基于机器学习的分类器稳健性测试框架

Framework for Testing Robustness of Machine Learning-Based Classifiers.

作者信息

Chuah Joshua, Kruger Uwe, Wang Ge, Yan Pingkun, Hahn Juergen

机构信息

Department of Biomedical Engineering, Rensselaer Polytechnic Institute, Troy, NY 12180, USA.
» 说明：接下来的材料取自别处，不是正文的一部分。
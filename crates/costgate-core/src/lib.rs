//! # costgate-core
//!
//! Foundation crate for the costgate GraphQL governance engine.
//! Defines errors, config, licensing, cost telemetry and tracing setup.
//! The engine crate depends on this.

pub mod config;
pub mod errors;
pub mod licensing;
pub mod telemetry;
pub mod tracing;

// Re-export the most commonly used types at the crate root.
pub use config::{GovernanceConfig, Limit, LimitOverrides};
pub use errors::error_code::GovernanceErrorCode;
pub use errors::{ConfigError, LicenseError};
pub use licensing::{GovernanceState, LicenseGate, LicenseStatus};
pub use telemetry::{CostCollector, CostObserver, CostReport};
Center for Biotechnology and Interdisciplinary Studies, Rensselaer Polytechnic Institute, Troy, NY 12180, USA.

出版信息

J Pers Med. 2022 Aug 14;12(8):1314. doi: 10.3390/jpm12081314.

DOI:10.3390/jpm12081314

PMID:36013263

原文链接:https://pmc.ncbi.nlm.nih.gov/articles/PMC9409965/

Abstract

There has been a rapid increase in the number of artificial intelligence (AI)/machine learning (ML)-based biomarker diagnostic classifiers in recent years. However, relatively little work has focused on assessing the robustness of these biomarkers, i.e., investigating the uncertainty of the AI/ML models that these biomarkers are based upon. This paper addresses this issue by proposing a framework to evaluate the already-developed classifiers with regard to their robustness by focusing on the variability of the classifiers' performance and changes in the classifiers' parameter values using factor analysis and Monte Carlo simulations. Specifically, this work evaluates (1) the importance of a classifier's input features and (2) the variability of a classifier's output and model parameter values in response to data perturbations. Additionally, it was found that one can estimate a priori how much replacement noise a classifier can tolerate while still meeting accuracy goals. To illustrate the evaluation framework, six different AI/ML-based biomarkers are developed using commonly used techniques (linear discriminant analysis, support vector machines, random forest, partial-least squares discriminant analysis, logistic regression, and multilayer perceptron) for a metabolomics dataset involving 24 measured metabolites taken from 159 study participants. The framework was able to correctly predict which of the classifiers should be less robust than others without recomputing the classifiers itself, and this prediction was then validated in a detailed analysis.

摘要

近年来，基于人工智能（AI）/机器学习（ML）的生物标志物诊断分类器的数量迅速增加。然而，相对较少的工作集中在评估这些生物标志物的稳健性，即研究这些生物标志物所基于的AI/ML模型的不确定性。本文通过提出一个框架来解决这个问题，该框架通过使用因子分析和蒙特卡罗模拟，关注分类器性能的可变性和分类器参数值的变化，来评估已开发的分类器的稳健性。具体而言，这项工作评估了（1）分类器输入特征的重要性，以及（2）分类器输出和模型参数值响应数据扰动的可变性。此外，研究发现，可以事先估计分类器在仍能达到准确性目标的情况下能够容忍多少替换噪声。为了说明评估框架，使用常用技术（线性判别分析、支持向量机、随机森林、偏最小二乘判别分析、逻辑回归和多层感知器）为一个代谢组学数据集开发了六种不同的基于AI/ML的生物标志物，该数据集包含从159名研究参与者身上测得的24种代谢物。该框架能够在不重新计算分类器本身的情况下正确预测哪些分类器比其他分类器的稳健性更低，然后在详细分析中对这一预测进行了验证。